Invest in foreign stocks: What have foreign stocks got to do with stock market crash? I told you initially that if you witness a market crash that it may be an opportunity for you to accelerate the building of your wealth. The truth is that market crash does not occur regularly. This implies that you may not have the opportunity of enjoying this advantage over a long period of time. Nevertheless, there is a good news. You don’t need to wait till the stock market in your home country crash before you can make tap into the opportunity it offers. We live in a global village now. If there is no market meltdown in your country, other country may be experiencing it. With an online brokerage account, you can conveniently buy stocks that are listed in another country from the comfort of your home. However, you need to inquiry from your online brokerage firm if the service will be available to you. What this means is that, you may be in US and buy stocks that are listed in China Stock Exchange.
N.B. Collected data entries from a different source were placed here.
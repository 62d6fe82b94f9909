//! Reporting of unhandled errors to the host.
//!
//! When an error reaches the root scope without a handler, the runtime
//! hands a [`Report`] to its [`ErrorSink`] before deciding (from
//! `fail_fast`) whether to surface it as `Err` or as an error value.

use std::sync::Mutex;

use crate::errors::{Error, ErrorKind};
use crate::source::SourceSegment;
use crate::sync::lock;

/// An unhandled error as seen by the host.
#[derive(Debug, Clone, PartialEq)]
pub struct Report {
    pub kind: ErrorKind,
    pub message: String,
    /// Innermost source fragment, if the error passed through any.
    pub fragment: Option<String>,
    /// Short hash of that fragment.
    pub hash: Option<String>,
    /// Every fragment the error passed through, innermost first.
    pub sources: Vec<SourceSegment>,
}

impl From<&Error> for Report {
    fn from(error: &Error) -> Self {
        let first = error.sources().first();
        Self {
            kind: error.kind(),
            message: error.message().to_string(),
            fragment: first.map(|s| s.fragment().to_string()),
            hash: first.map(|s| s.short_hash().to_string()),
            sources: error.sources().to_vec(),
        }
    }
}

/// Receives unhandled errors from the root scope.
pub trait ErrorSink: Send + Sync {
    fn report(&self, report: &Report);
}

/// Default sink: logs each report at error level.
#[derive(Debug, Default)]
pub struct LogSink;

impl ErrorSink for LogSink {
    fn report(&self, report: &Report) {
        tracing::error!(
            kind = report.kind.name(),
            fragment = report.fragment.as_deref().unwrap_or(""),
            hash = report.hash.as_deref().unwrap_or(""),
            "{}",
            report.message
        );
    }
}

/// Keeps every report in memory.
#[derive(Debug, Default)]
pub struct CollectingSink {
    reports: Mutex<Vec<Report>>,
}

impl CollectingSink {
    pub fn new() -> Self {
        Self::default()
    }

    pub fn reports(&self) -> Vec<Report> {
        lock(&self.reports).clone()
    }

    pub fn len(&self) -> usize {
        lock(&self.reports).len()
    }

    pub fn is_empty(&self) -> bool {
        lock(&self.reports).is_empty()
    }

    pub fn clear(&self) {
        lock(&self.reports).clear();
    }
}

impl ErrorSink for CollectingSink {
    fn report(&self, report: &Report) {
        lock(&self.reports).push(report.clone());
    }
}
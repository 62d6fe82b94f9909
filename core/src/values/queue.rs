//! In-memory queue resource.

use core::sync::atomic::{AtomicU64, Ordering};
use std::collections::VecDeque;
use std::sync::{Condvar, Mutex};
use std::time::Duration;

use indexmap::IndexMap;
use tracing::debug;

use super::stream::{StreamResource, Subscriber};
use super::value::Value;
use crate::errors::Result;
use crate::sync::lock;

/// An unbounded FIFO queue with subscribers.
///
/// Every enqueued or published value is also delivered to each subscriber,
/// in subscription order, outside the queue lock.
#[derive(Default)]
pub struct QueueResource {
    items: Mutex<VecDeque<Value>>,
    available: Condvar,
    subscribers: Mutex<IndexMap<String, Subscriber>>,
    next_id: AtomicU64,
}

impl QueueResource {
    pub fn new() -> Self {
        Self::default()
    }

    pub fn len(&self) -> usize {
        lock(&self.items).len()
    }

    pub fn is_empty(&self) -> bool {
        lock(&self.items).is_empty()
    }

    /// Current contents, front first.
    pub fn snapshot(&self) -> Vec<Value> {
        lock(&self.items).iter().cloned().collect()
    }

    pub fn push(&self, value: Value) -> Result<()> {
        lock(&self.items).push_back(value.clone());
        self.available.notify_all();
        self.fan_out(&value)
    }

    pub fn peek(&self) -> Option<Value> {
        lock(&self.items).front().cloned()
    }

    pub fn poll(&self) -> Option<Value> {
        lock(&self.items).pop_front()
    }

    /// Wait until an item is available (or `timeout` expires), then take
    /// it if `mutating`, else copy it.
    pub fn wait(&self, timeout: Option<Duration>, mutating: bool) -> Option<Value> {
        let items = lock(&self.items);
        let mut items = match timeout {
            Some(timeout) => {
                self.available
                    .wait_timeout_while(items, timeout, |items| items.is_empty())
                    .unwrap_or_else(|poisoned| poisoned.into_inner())
                    .0
            }
            None => self
                .available
                .wait_while(items, |items| items.is_empty())
                .unwrap_or_else(|poisoned| poisoned.into_inner()),
        };
        if mutating {
            items.pop_front()
        } else {
            items.front().cloned()
        }
    }

    pub fn drain_all(&self) -> Vec<Value> {
        lock(&self.items).drain(..).collect()
    }

    fn fan_out(&self, value: &Value) -> Result<()> {
        let subscribers: Vec<Subscriber> = lock(&self.subscribers).values().cloned().collect();
        let mut first_error = None;
        for subscriber in subscribers {
            if let Err(err) = subscriber(value) {
                debug!("queue subscriber failed: {}", err);
                first_error.get_or_insert(err);
            }
        }
        match first_error {
            Some(err) => Err(err),
            None => Ok(()),
        }
    }
}

impl StreamResource for QueueResource {
    fn read(&self, blocking: bool, mutating: bool) -> Result<Value> {
        let value = match (blocking, mutating) {
            (false, false) => self.peek(),
            (false, true) => self.poll(),
            (true, _) => self.wait(None, mutating),
        };
        Ok(value.unwrap_or_else(Value::void))
    }

    fn read_timeout(&self, timeout: Duration, mutating: bool) -> Result<Value> {
        Ok(self.wait(Some(timeout), mutating).unwrap_or_else(Value::void))
    }

    fn write(&self, value: Value, _blocking: bool, mutating: bool) -> Result<Value> {
        if mutating {
            self.push(value.clone())?;
        } else {
            self.fan_out(&value)?;
        }
        Ok(value)
    }

    fn subscribe(&self, subscriber: Subscriber) -> Result<String> {
        let id = format!("sub-{}", self.next_id.fetch_add(1, Ordering::Relaxed));
        lock(&self.subscribers).insert(id.clone(), subscriber);
        Ok(id)
    }

    fn unsubscribe(&self, id: &str) -> Result<bool> {
        Ok(lock(&self.subscribers).shift_remove(id).is_some())
    }

    fn drain(&self) -> Result<Vec<Value>> {
        Ok(self.drain_all())
    }

    fn all(&self) -> Result<Vec<Value>> {
        Ok(self.snapshot())
    }

    fn size(&self) -> Result<usize> {
        Ok(self.len())
    }
}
For example, after the China stock market crash of July,2015 when the Shanghai stock market fell by 30% within three weeks, it was reported that by the end of the same year, the Shanghai Composite Index increased by 12.6% making it to out-performed S&P for 2015. Although the market slumped again in January and August 2016, the market has been able to make a come back gradually due to government intervention. Not without saying it, even though investing in foreign stocks can help diversify your portfolio, it also poses additional risks. You will be investing in companies you don’t know. The information you gather on the internet may not be sufficient for you to make informed investment decision.
The main advantage of investing after a stock market crash occurred is that, you will be buying quality stocks at low prices. From the history of stock market crash above, you must have noticed that it doesn’t happen every time. It is just like a plane crash. Plane crash does not happen frequently like road accidents. But each time there is a plane crash, the news go round the whole world. However, that should not mean that people should abandon travelling by air. Doing so may mean wasting of many business hours on the roads. Unfortunately, that does not mean that roads are safer. Therefore, instead of running away from investing in the stock market, I think the best approach will be for us to learn from the past so that we don’t fall victims of the next crash. It will be good for individuals to set their entry and exit points. If you have made a particular level of returns from the money you invested in stocks, there is nothing bad if you quickly exit the market. Exiting the market especially when the market is beginning to heat up may be a wise decision. Unfortunately, many people want to make the whole money in the stock market without leaving anything behind. This kind of people may end losing everything back to the market any time stock market crash occurs. Just like the name, bubble will not tell you when it is going to burst. It takes discipline to be able to close your eyes and get out from the market when everybody is rushing into the market. When people are rushing into the market, that is when experienced investors take a bow. On the other hand, when people are scared of entering the market especially after a major stock market crash, experienced investors know how to quickly take positions in order to take advantage of the low stock prices.
I like to conclude by saying that this article should not be seen as a professional advice. It is just my personal opinion which may not fit into your situations. Therefore, it will be recommended that you seek advice from your financial planner before you make any investment decision.